“5 stars from me for sure”
There’s something about snogging your Uber driver as a thank you for the safe and swift journey that just screams ‘free spirit’. (Unless you’re Harvey Weinstein).
“Isn’t it a bit weird for you in there without Tyler? And your house is right next door, isn’t it?”
There’s something really disturbing about people who smile with the innocence of a child while throwing shade. It’s a little bit psycho.
“I was in Chennai doing this meditation course…”
First it was Chennai, then it was Perth with a migraine. You’d think you’d remember where you were when your dad died. Especially given it was only a few months ago. Psycho.
“I’m dying for a decent coffee, that stuff you buy is real bad.”

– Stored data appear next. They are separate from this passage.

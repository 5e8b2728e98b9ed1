//! HTTP client capability used by discovery and the callback handler
//!
//! The handshake only ever needs two operations: a plain `GET` for endpoint
//! discovery and a form-encoded `POST` for code verification and token
//! exchange. [`HttpClient`] captures exactly that so hosts can swap in their
//! own client; [`ReqwestHttpClient`] is the default implementation.

use std::collections::HashMap;
use std::time::Duration;

use async_trait::async_trait;

use crate::config::HttpConfig;
use crate::error::{IndieAuthError, Result};

/// A fully buffered HTTP response.
///
/// # Examples
///
/// ```
/// use indieauth_client::auth::http::HttpResponse;
///
/// let resp = HttpResponse {
///     status: 200,
///     headers: vec![("Content-Type".to_string(), "application/x-www-form-urlencoded".to_string())],
///     body: "me=https%3A%2F%2Falice.example%2F".to_string(),
/// };
///
/// assert!(resp.is_success());
/// assert_eq!(resp.form().get("me").map(String::as_str), Some("https://alice.example/"));
/// ```
#[derive(Debug, Clone, Default)]
pub struct HttpResponse {
    /// Numeric status code.
    pub status: u16,

    /// Response headers in arrival order. Repeated headers appear once per
    /// occurrence.
    pub headers: Vec<(String, String)>,

    /// Response body decoded as text.
    pub body: String,
}

impl HttpResponse {
    /// Returns `true` for any 2xx status.
    pub fn is_success(&self) -> bool {
        (200..300).contains(&self.status)
    }

    /// Returns every value of the named header, matched case-insensitively.
    pub fn header_values(&self, name: &str) -> Vec<&str> {
        self.headers
            .iter()
            .filter(|(k, _)| k.eq_ignore_ascii_case(name))
            .map(|(_, v)| v.as_str())
            .collect()
    }

    /// Parses the body into a flat key/value map.
    ///
    /// Form-encoded bodies are the protocol default. Some endpoints answer
    /// with JSON when asked nicely, so a JSON content type is honoured too;
    /// non-string JSON values are kept in their serialized form. The first
    /// occurrence of a repeated form key wins. Unparsable bodies yield an
    /// empty map.
    pub fn form(&self) -> HashMap<String, String> {
        let is_json = self
            .header_values("content-type")
            .iter()
            .any(|v| v.to_ascii_lowercase().contains("json"));

        if is_json {
            return match serde_json::from_str::<serde_json::Value>(&self.body) {
                Ok(serde_json::Value::Object(map)) => map
                    .into_iter()
                    .map(|(k, v)| {
                        let value = match v {
                            serde_json::Value::String(s) => s,
                            other => other.to_string(),
                        };
                        (k, value)
                    })
                    .collect(),
                _ => HashMap::new(),
            };
        }

        let pairs: Vec<(String, String)> =
            serde_urlencoded::from_str(self.body.trim()).unwrap_or_default();
        let mut map = HashMap::with_capacity(pairs.len());
        for (k, v) in pairs {
            map.entry(k).or_insert(v);
        }
        map
    }
}

/// Outbound HTTP capability.
///
/// Transport failures are returned as `Err`; non-2xx statuses are returned as
/// ordinary responses so callers can inspect error payloads.
#[async_trait]
pub trait HttpClient: Send + Sync {
    /// Issues a `GET` request.
    async fn get(&self, url: &str) -> Result<HttpResponse>;

    /// Issues a `POST` request with an `application/x-www-form-urlencoded`
    /// body.
    async fn post_form(&self, url: &str, form: &[(&str, &str)]) -> Result<HttpResponse>;
}

/// [`HttpClient`] backed by a shared [`reqwest::Client`].
#[derive(Debug, Clone)]
pub struct ReqwestHttpClient {
    http: reqwest::Client,
}

impl ReqwestHttpClient {
    /// Wraps an existing client.
    pub fn new(http: reqwest::Client) -> Self {
        Self { http }
    }

    /// Builds a client with the timeout and user agent from configuration.
    ///
    /// # Errors
    ///
    /// Returns [`IndieAuthError::Http`] if the TLS backend cannot be
    /// initialized.
    pub fn from_config(config: &HttpConfig) -> Result<Self> {
        let http = reqwest::Client::builder()
            .timeout(Duration::from_secs(config.timeout_seconds))
            .user_agent(config.user_agent.clone())
            .build()
            .map_err(IndieAuthError::Http)?;
        Ok(Self { http })
    }

    async fn buffer(resp: reqwest::Response) -> Result<HttpResponse> {
        let status = resp.status().as_u16();
        let headers = resp
            .headers()
            .iter()
            .filter_map(|(k, v)| {
                v.to_str()
                    .ok()
                    .map(|v| (k.as_str().to_string(), v.to_string()))
            })
            .collect();
        let body = resp.text().await.map_err(IndieAuthError::Http)?;

        Ok(HttpResponse {
            status,
            headers,
            body,
        })
    }
}

#[async_trait]
impl HttpClient for ReqwestHttpClient {
    async fn get(&self, url: &str) -> Result<HttpResponse> {
        let resp = self
            .http
            .get(url)
            .send()
            .await
            .map_err(IndieAuthError::Http)?;
        Self::buffer(resp).await
    }

    async fn post_form(&self, url: &str, form: &[(&str, &str)]) -> Result<HttpResponse> {
        let resp = self
            .http
            .post(url)
            .header(
                reqwest::header::ACCEPT,
                "application/x-www-form-urlencoded, application/json;q=0.9",
            )
            .form(form)
            .send()
            .await
            .map_err(IndieAuthError::Http)?;
        Self::buffer(resp).await
    }
}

Coffee snob. Definitely a psycho.
“Can I offer you some advice?”
Unsolicited advice? Not unless you’re Sheila.
“Give me a call if you ever wanna mix it up. I would totally be up for that.”
From snogging the Uber driver to hitting on Elly - definitely a free spirit.
“Sorry, three brothers. I learn to get in fast when it comes to food.”
Offering Piper’s toast back to her after it’s been in your mouth? That’s exactly the kind of thing you expect from free spirits who do mediation courses in Chennai.
“Wait. Think this through. If this does clear Paul’s name, then there’s a possibility you’re going to lose David to Raphael.”
Allowing everyone to think Paul started a fire in a factory and killed people, just so your brother can win back the man he loves - now that’s straight-up devious. Psycho.